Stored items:

___

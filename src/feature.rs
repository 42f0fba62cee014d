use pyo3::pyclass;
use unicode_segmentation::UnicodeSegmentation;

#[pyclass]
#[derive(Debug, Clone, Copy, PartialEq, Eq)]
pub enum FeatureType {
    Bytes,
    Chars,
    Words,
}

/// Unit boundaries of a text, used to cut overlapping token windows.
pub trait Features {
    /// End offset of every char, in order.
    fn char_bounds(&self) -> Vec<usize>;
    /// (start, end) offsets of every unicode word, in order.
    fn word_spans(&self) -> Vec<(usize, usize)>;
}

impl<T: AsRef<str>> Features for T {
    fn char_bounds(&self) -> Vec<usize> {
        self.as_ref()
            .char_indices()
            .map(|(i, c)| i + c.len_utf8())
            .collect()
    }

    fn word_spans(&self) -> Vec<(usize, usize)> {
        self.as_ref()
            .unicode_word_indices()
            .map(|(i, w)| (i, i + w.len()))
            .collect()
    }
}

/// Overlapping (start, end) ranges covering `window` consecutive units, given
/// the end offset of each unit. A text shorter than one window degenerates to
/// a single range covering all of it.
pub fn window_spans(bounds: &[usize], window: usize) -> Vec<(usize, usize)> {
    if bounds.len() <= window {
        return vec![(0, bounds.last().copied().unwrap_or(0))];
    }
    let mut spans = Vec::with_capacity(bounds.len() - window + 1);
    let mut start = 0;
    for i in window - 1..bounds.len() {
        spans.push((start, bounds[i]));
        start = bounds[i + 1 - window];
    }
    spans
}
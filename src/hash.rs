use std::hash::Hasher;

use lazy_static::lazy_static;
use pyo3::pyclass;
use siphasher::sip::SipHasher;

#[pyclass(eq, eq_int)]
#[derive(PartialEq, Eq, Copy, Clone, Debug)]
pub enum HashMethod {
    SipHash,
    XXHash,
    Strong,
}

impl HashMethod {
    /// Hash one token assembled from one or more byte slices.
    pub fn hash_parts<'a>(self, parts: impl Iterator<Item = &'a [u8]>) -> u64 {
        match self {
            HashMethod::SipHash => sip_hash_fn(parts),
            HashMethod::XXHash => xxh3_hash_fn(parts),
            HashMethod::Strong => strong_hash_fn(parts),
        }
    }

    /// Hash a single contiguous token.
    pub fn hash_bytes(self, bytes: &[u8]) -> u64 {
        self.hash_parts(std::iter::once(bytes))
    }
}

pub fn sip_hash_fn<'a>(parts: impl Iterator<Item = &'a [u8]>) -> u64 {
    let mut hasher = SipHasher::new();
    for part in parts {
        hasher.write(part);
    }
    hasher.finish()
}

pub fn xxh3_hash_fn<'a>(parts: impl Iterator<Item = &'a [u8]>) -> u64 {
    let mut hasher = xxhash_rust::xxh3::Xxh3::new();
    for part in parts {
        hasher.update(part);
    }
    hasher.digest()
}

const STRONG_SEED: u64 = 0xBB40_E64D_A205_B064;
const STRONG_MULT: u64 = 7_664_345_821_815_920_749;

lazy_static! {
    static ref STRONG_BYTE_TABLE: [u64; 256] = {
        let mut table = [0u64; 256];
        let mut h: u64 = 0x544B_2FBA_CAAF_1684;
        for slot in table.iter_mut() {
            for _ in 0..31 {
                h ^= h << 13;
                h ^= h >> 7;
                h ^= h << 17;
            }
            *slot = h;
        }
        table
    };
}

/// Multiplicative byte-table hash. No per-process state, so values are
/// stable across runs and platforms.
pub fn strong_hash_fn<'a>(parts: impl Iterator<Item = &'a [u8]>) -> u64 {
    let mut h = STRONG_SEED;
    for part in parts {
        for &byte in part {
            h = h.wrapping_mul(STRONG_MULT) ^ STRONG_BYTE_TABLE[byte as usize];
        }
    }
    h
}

___

Work task: Retype the records above, but only those lines that fall between the line containing "use siphasher::sip::SipHasher;" and the line containing "more byte slices.", with both of those lines included, exactly as written.

Solution:
use siphasher::sip::SipHasher;

#[pyclass(eq, eq_int)]
#[derive(PartialEq, Eq, Copy, Clone, Debug)]
pub enum HashMethod {
    SipHash,
    XXHash,
    Strong,
}

impl HashMethod {
    /// Hash one token assembled from one or more byte slices.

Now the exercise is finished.